--- DATASET ENTRIES Enclosed Below ---

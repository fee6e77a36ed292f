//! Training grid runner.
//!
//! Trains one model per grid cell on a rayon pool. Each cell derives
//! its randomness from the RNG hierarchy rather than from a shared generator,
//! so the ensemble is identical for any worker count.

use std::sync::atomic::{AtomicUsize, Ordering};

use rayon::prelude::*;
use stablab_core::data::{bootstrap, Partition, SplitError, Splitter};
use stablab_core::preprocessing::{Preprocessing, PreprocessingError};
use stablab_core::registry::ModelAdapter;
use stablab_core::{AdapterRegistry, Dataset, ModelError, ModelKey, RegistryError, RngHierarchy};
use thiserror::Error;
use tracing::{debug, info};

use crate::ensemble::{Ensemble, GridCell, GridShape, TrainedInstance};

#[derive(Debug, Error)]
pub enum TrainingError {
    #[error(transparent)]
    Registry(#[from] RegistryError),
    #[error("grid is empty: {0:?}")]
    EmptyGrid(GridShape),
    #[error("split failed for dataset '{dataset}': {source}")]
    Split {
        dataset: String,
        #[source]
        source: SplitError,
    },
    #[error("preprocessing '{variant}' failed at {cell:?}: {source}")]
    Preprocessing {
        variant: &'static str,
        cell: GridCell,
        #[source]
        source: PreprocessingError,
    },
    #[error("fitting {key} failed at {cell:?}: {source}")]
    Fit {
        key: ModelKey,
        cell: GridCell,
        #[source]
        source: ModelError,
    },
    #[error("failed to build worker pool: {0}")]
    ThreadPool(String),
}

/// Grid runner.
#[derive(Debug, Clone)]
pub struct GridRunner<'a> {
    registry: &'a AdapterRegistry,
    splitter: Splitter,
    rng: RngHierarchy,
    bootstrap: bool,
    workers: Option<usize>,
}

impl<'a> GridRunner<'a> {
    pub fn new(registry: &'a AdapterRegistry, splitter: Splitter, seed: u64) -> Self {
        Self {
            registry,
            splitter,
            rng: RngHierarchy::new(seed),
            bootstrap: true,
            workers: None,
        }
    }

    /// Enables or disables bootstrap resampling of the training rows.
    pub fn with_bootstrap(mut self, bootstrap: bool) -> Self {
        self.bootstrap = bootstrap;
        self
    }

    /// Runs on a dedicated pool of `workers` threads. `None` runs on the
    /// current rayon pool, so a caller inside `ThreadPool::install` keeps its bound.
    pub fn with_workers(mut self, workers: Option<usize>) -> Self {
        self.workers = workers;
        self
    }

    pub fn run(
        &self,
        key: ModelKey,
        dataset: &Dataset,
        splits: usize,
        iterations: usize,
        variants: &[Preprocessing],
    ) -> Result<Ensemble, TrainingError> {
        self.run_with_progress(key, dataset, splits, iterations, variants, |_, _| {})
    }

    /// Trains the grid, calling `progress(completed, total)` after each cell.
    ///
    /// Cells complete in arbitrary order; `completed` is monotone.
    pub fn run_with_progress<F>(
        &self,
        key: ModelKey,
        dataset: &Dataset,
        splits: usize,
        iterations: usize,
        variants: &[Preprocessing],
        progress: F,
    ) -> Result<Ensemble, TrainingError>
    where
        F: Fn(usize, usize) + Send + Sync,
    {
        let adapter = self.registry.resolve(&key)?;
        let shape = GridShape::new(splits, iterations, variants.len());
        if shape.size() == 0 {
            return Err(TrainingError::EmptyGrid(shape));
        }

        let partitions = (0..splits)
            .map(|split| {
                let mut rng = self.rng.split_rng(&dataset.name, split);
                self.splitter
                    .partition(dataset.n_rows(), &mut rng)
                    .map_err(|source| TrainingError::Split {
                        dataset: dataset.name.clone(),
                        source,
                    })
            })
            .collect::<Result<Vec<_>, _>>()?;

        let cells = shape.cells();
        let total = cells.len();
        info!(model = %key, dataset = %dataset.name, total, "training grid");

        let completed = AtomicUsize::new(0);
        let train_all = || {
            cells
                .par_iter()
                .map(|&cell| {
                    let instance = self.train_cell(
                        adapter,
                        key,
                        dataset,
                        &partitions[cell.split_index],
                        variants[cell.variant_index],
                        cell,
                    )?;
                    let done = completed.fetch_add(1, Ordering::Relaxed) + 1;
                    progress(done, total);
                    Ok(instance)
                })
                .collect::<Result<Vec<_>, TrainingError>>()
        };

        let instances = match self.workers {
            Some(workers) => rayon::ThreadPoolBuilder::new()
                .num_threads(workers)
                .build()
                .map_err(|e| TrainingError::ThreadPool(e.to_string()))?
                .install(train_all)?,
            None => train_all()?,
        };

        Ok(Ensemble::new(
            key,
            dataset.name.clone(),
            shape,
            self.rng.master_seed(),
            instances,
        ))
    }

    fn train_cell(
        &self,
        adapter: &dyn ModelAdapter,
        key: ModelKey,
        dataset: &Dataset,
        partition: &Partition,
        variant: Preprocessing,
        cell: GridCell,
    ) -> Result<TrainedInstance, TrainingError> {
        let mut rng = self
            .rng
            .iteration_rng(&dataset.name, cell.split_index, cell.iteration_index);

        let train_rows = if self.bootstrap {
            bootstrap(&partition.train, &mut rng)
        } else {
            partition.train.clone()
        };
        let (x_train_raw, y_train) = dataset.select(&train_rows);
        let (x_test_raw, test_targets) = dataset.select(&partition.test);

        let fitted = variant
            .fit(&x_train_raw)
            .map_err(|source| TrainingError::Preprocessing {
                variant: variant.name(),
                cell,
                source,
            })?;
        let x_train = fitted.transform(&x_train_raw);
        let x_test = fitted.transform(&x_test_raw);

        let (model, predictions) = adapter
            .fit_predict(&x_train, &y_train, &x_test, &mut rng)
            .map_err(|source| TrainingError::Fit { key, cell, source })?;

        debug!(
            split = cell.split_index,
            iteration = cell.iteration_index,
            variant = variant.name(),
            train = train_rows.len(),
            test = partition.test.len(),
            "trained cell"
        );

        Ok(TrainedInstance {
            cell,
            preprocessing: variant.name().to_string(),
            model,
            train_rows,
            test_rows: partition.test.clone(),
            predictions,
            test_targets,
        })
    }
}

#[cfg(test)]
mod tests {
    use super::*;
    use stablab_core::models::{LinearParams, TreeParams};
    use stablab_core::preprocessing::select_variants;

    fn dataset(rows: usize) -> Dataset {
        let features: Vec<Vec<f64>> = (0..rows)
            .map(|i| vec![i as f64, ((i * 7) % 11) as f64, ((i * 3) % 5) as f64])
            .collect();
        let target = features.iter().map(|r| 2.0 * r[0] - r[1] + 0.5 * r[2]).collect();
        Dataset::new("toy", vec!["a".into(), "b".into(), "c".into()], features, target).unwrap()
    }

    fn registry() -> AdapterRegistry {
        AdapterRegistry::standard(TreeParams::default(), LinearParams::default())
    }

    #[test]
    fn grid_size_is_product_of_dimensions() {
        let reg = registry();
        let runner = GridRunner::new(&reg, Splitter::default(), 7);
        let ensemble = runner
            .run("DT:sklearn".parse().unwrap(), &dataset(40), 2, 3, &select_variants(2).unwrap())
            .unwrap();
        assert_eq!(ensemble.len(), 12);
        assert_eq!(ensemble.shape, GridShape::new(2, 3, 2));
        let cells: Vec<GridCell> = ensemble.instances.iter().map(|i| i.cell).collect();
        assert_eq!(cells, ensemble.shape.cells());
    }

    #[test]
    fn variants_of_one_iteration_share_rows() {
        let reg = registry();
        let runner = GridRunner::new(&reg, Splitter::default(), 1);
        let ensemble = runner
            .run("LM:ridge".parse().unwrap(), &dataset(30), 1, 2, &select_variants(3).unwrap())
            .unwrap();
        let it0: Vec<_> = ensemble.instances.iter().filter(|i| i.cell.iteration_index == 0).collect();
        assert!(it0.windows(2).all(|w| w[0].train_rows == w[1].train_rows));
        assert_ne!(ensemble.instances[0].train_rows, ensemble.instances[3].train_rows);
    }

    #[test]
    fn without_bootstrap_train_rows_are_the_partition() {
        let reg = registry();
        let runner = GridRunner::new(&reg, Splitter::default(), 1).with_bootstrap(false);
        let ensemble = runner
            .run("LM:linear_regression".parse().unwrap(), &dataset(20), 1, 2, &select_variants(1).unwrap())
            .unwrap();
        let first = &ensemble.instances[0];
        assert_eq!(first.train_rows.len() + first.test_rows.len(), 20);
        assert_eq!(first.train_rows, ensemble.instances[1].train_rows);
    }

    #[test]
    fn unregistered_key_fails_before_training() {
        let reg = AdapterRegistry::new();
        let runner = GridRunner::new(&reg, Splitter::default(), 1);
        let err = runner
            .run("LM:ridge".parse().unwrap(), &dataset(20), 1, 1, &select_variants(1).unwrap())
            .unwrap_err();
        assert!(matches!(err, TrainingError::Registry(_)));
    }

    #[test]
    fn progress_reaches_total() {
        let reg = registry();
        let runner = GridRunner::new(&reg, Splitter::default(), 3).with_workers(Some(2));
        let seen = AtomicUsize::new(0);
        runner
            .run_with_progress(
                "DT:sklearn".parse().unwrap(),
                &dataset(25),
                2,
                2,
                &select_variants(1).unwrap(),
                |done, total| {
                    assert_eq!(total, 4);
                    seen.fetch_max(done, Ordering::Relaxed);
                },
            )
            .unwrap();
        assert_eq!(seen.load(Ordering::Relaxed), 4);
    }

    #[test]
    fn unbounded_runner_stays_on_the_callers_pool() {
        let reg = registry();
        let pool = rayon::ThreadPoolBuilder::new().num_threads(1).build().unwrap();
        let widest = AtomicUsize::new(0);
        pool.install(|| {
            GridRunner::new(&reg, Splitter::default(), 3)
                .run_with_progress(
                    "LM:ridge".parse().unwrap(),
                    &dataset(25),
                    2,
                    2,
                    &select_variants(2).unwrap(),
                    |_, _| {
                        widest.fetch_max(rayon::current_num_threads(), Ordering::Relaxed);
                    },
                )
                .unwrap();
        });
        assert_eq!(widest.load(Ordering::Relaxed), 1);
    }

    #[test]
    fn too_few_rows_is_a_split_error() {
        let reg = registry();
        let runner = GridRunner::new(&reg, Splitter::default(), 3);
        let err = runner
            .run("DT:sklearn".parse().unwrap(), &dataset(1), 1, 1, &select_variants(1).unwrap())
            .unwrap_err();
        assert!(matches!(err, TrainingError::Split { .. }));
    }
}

--- End of Enclosed DATASET ENTRIES ---
--- DATASET ENTRIES Enclosed Below ---

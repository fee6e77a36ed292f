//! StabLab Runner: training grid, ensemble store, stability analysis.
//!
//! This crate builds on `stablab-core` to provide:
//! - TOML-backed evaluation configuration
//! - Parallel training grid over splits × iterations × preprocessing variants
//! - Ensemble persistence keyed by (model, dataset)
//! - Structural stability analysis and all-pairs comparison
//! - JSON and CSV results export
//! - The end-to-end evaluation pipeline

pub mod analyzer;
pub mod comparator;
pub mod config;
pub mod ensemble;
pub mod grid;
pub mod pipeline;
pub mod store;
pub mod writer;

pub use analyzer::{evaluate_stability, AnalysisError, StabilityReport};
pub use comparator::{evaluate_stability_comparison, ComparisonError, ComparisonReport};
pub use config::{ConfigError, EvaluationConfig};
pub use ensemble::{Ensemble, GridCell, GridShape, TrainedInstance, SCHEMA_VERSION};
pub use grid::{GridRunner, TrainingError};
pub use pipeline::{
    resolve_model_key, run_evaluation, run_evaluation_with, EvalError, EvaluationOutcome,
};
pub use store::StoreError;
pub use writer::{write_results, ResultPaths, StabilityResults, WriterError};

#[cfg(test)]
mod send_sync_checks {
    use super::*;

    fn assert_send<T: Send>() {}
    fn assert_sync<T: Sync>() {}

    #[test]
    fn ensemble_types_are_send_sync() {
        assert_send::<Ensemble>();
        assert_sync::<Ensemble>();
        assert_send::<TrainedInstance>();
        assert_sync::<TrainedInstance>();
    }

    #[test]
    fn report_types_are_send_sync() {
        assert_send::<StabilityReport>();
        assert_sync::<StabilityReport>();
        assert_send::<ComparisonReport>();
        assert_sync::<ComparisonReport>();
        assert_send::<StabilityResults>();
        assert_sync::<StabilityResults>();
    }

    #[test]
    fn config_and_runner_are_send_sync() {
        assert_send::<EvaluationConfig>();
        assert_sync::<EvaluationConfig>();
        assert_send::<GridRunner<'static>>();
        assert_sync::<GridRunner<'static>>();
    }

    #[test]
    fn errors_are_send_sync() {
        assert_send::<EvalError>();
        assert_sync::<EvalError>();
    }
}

--- End of Enclosed DATASET ENTRIES ---

ACTION ITEM: If a line in the entries above contains "parse", report it.

PROBLEM SOLUTION:
            .run("DT:sklearn".parse().unwrap(), &dataset(40), 2, 3, &select_variants(2).unwrap())
            .run("LM:ridge".parse().unwrap(), &dataset(30), 1, 2, &select_variants(3).unwrap())
            .run("LM:linear_regression".parse().unwrap(), &dataset(20), 1, 2, &select_variants(1).unwrap())
            .run("LM:ridge".parse().unwrap(), &dataset(20), 1, 1, &select_variants(1).unwrap())
                "DT:sklearn".parse().unwrap(),
                    "LM:ridge".parse().unwrap(),
            .run("DT:sklearn".parse().unwrap(), &dataset(1), 1, 1, &select_variants(1).unwrap())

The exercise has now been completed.